Haris berharap musibah tersebut menjadi pembelajaran yang sangat berarti bagi seluruh masyarakat Merangin, khususnya para pelaku penambangan emas di sejumlah kecamatan dalam Kabupaten Merangin. Bupati juga minta keluarga korban dan seluruh masyarakat Merangin untuk bersama-sama berdoa, agar evakuasi sebelas korban bisa dilakukan

"Saya sangat prihatin kepada para korban, sebab mereka melakukan pekerjaan seperti itu karena faktor himpitan ekonomi. Semoga keluarga tetap tabah," kata Haris.

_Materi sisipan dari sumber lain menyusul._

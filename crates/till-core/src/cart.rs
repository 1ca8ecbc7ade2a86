//! # Cart Builder
//!
//! Joins counted barcodes against the item catalog.
//!
//! ## Price Freezing
//! Each [`CartItem`] copies name, unit and price out of the catalog at build
//! time, so later stages never look the catalog up again.

use serde::{Deserialize, Serialize};

use crate::error::{CoreError, CoreResult};
use crate::money::Money;
use crate::quantity::Quantity;
use crate::tag::CountedBarcode;
use crate::types::CatalogItem;
use crate::validation::validate_price_cents;

/// A priced line in the cart.
#[derive(Debug, Clone, PartialEq, Eq, Serialize, Deserialize)]
#[serde(rename_all = "camelCase")]
pub struct CartItem {
    pub barcode: String,

    /// Item name at time of scanning (frozen).
    pub name: String,

    /// Unit of sale (frozen).
    pub unit: String,

    /// Unit price (frozen).
    pub price: Money,

    /// Total scanned quantity.
    pub count: Quantity,
}

impl CartItem {
    /// Creates a cart line from a catalog item and a quantity.
    pub fn from_catalog(item: &CatalogItem, count: Quantity) -> Self {
        CartItem {
            barcode: item.barcode.clone(),
            name: item.name.clone(),
            unit: item.unit.clone(),
            price: item.price(),
            count,
        }
    }

    /// Calculates the line total (unit price × quantity, rounded to the cent).
    pub fn line_total(&self) -> CoreResult<Money> {
        self.price
            .checked_mul_quantity(self.count)
            .ok_or_else(|| CoreError::AmountOverflow {
                barcode: self.barcode.clone(),
            })
    }
}

fn find_item<'a>(catalog: &'a [CatalogItem], barcode: &str) -> Option<&'a CatalogItem> {
    catalog.iter().find(|item| item.barcode == barcode)
}

/// Builds cart lines in the same order as `counted`.
///
/// ## Errors
/// - [`CoreError::UnknownBarcode`] if a barcode is not in the catalog
/// - [`CoreError::Validation`] if the matched item has a negative price
pub fn build_cart_items(
    counted: &[CountedBarcode],
    catalog: &[CatalogItem],
) -> CoreResult<Vec<CartItem>> {
    counted
        .iter()
        .map(|entry| -> CoreResult<CartItem> {
            let item = find_item(catalog, &entry.barcode)
                .ok_or_else(|| CoreError::UnknownBarcode(entry.barcode.clone()))?;
            validate_price_cents(item.price_cents)?;
            Ok(CartItem::from_catalog(item, entry.count))
        })
        .collect()
}
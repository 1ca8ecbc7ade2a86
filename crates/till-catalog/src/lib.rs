//! # till-catalog: Reference Data Layer for Till
//!
//! This crate supplies the item catalog and promotion list that
//! [`till_core`] prices against.
//!
//! ## Architecture Position
//! ```text
//! ┌─────────────────────────────────────────────────────────────────────────┐
//! │                        Till Data Flow                                   │
//! │                                                                         │
//! │  till CLI (--items / --promotions / config)                            │
//! │       │                                                                 │
//! │       ▼                                                                 │
//! │  ┌─────────────────────────────────────────────────────────────────┐   │
//! │  │                  till-catalog (THIS CRATE)                      │   │
//! │  │                                                                 │   │
//! │  │   ┌───────────────┐    ┌───────────────┐    ┌──────────────┐  │   │
//! │  │   │   Sources     │    │   Catalog     │    │   Fixtures   │  │   │
//! │  │   │ (source/)     │───►│ (catalog.rs)  │    │  (embedded)  │  │   │
//! │  │   │               │    │               │    │              │  │   │
//! │  │   │ ItemSource    │    │ validate      │    │ items.json   │  │   │
//! │  │   │ PromotionSrc  │    │ pipeline()    │    │ promotions   │  │   │
//! │  │   └───────────────┘    └───────────────┘    └──────────────┘  │   │
//! │  │                                                                 │   │
//! │  └─────────────────────────────────────────────────────────────────┘   │
//! │       │                                                                 │
//! │       ▼                                                                 │
//! │  till-core ReceiptPipeline                                             │
//! └─────────────────────────────────────────────────────────────────────────┘
//! ```
//!
//! ## Module Organization
//!
//! - [`source`] - Item and promotion sources (built-in, JSON file)
//! - [`catalog`] - Validated reference data bundle
//! - [`error`] - Catalog error types
//!
//! ## Usage
//!
//! ```rust,no_run
//! use till_catalog::{Catalog, Fixtures, JsonFile};
//!
//! // Own items, built-in promotions
//! let catalog = Catalog::load(&JsonFile::new("data/items.json"), &Fixtures)?;
//! let text = catalog.pipeline().print(&["ITEM000001-2"], "没钱赚商店")?;
//! # Ok::<(), Box<dyn std::error::Error>>(())
//! ```

// =============================================================================
// Module Declarations
// =============================================================================

pub mod catalog;
pub mod error;
pub mod source;

// =============================================================================
// Re-exports
// =============================================================================

pub use catalog::Catalog;
pub use error::{CatalogError, CatalogResult};
pub use source::{Fixtures, ItemSource, JsonFile, PromotionSource};
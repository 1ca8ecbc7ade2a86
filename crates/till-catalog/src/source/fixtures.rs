//! Built-in reference data.
//!
//! The six-item kata catalog and its buy-two-get-one-free list, compiled
//! into the binary from `fixtures/*.json`.

use till_core::{CatalogItem, Promotion};
use tracing::debug;

use super::{ItemSource, PromotionSource};
use crate::error::{CatalogError, CatalogResult};

const ITEMS_JSON: &str = include_str!("../../fixtures/items.json");
const PROMOTIONS_JSON: &str = include_str!("../../fixtures/promotions.json");

const ITEMS_ORIGIN: &str = "built-in items";
const PROMOTIONS_ORIGIN: &str = "built-in promotions";

/// Compiled-in catalog and promotions.
#[derive(Debug, Clone, Copy, Default)]
pub struct Fixtures;

impl ItemSource for Fixtures {
    fn origin(&self) -> String {
        ITEMS_ORIGIN.to_string()
    }

    fn load_all_items(&self) -> CatalogResult<Vec<CatalogItem>> {
        let items: Vec<CatalogItem> = serde_json::from_str(ITEMS_JSON)
            .map_err(|e| CatalogError::parse(ITEMS_ORIGIN, e))?;
        debug!(count = items.len(), "Loaded built-in items");
        Ok(items)
    }
}

impl PromotionSource for Fixtures {
    fn origin(&self) -> String {
        PROMOTIONS_ORIGIN.to_string()
    }

    fn load_promotions(&self) -> CatalogResult<Vec<Promotion>> {
        serde_json::from_str(PROMOTIONS_JSON).map_err(|e| CatalogError::parse(PROMOTIONS_ORIGIN, e))
    }
}

#[cfg(test)]
mod tests {
    use super::*;
    use till_core::validation::{validate_catalog, validate_promotions};
    use till_core::{Money, PromotionKind};

    #[test]
    fn test_builtin_items() {
        let items = Fixtures.load_all_items().unwrap();
        assert_eq!(items.len(), 6);
        assert_eq!(items[0].barcode, "ITEM000000");
        assert_eq!(items[0].name, "可口可乐");
        assert_eq!(items[3].price(), Money::from_cents(1500));
        assert_eq!(items[5].unit, "袋");
        validate_catalog(&items).unwrap();
    }

    #[test]
    fn test_builtin_promotions() {
        let promotions = Fixtures.load_promotions().unwrap();
        assert_eq!(promotions.len(), 1);
        assert_eq!(promotions[0].kind(), Some(PromotionKind::BuyTwoGetOneFree));
        assert!(promotions[0].covers("ITEM000005"));
        assert!(!promotions[0].covers("ITEM000003"));
        validate_promotions(&promotions).unwrap();
    }
}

Hujan yang terus mengguyur Kabupaten Merangin dalam sepekan terakhir katanya menjadi kendala dalam proses evekuasi. Namun evakuasi tetap terus dilakukan.

"Pelaksanaan evakuasi berlangsung selama tujuh hari. Jika selama tujuh  hari itu tidak juga berhasil, akan ditambah tujuh hari lagi," katanya menambahkan.

Sebanyak 11 penambang emas ilegal yang terjebak dan belum berhasil dievakuasi itu yakni Tami (45), Yungtuk (30), Siam (28), Hamzah (55), Jurnal (21), Catur (24) dan Guntur(34). Semuanya merupakan warga Sungai Nilau Kecamatan Sungai Manau, Merangin.

Kemudian Cito (25) dan Zulfikar (25) merupakan warga Perentak Kecamatan Pangkalan Jambu, Merangin. Sedangkan dua orang lainnya, yakni Dian Arman (53) dan Erwin (44) merupakan warga Desa Air Batu Kecamatan Renah Pembarap, Merangin.

Kepala Badan Penanggulangan Bencana Daerah (BPBD) Provinsi Jambi Arief Munandar mengatakan, BNPB sudah mengucurkan dana tanggap darurat untuk operasional evakuasi 11 penambang emas itu sebesar Rp200 juta.

"Kita mendapatkan bantuan dana dari BNPB sebesar Rp200 juta untuk operasional evakuasi korban dan bantuan peralatan. Ini kita manfaatkan semaksimal mungkin untuk proses evakuasi," kata Arief.

Lubang Jarum Sejak Tahun 60-an

Aktivitas penambangan emas dengan metode "lobang jarum" di Merangin ternyata sudah ada sejak tahun 60-an. Tapi dulu masyarakat tidak menjadikan aktivitas itu mata pencaharian pokok atau dalam waktu-waktu tertentu saja.

Namun kondisi saat ini berbeda, dimana sekitar 60 persen warga setempat bahkan warga luar menjadikan tambang emas ilegal menjadi mata pencaharian pokok.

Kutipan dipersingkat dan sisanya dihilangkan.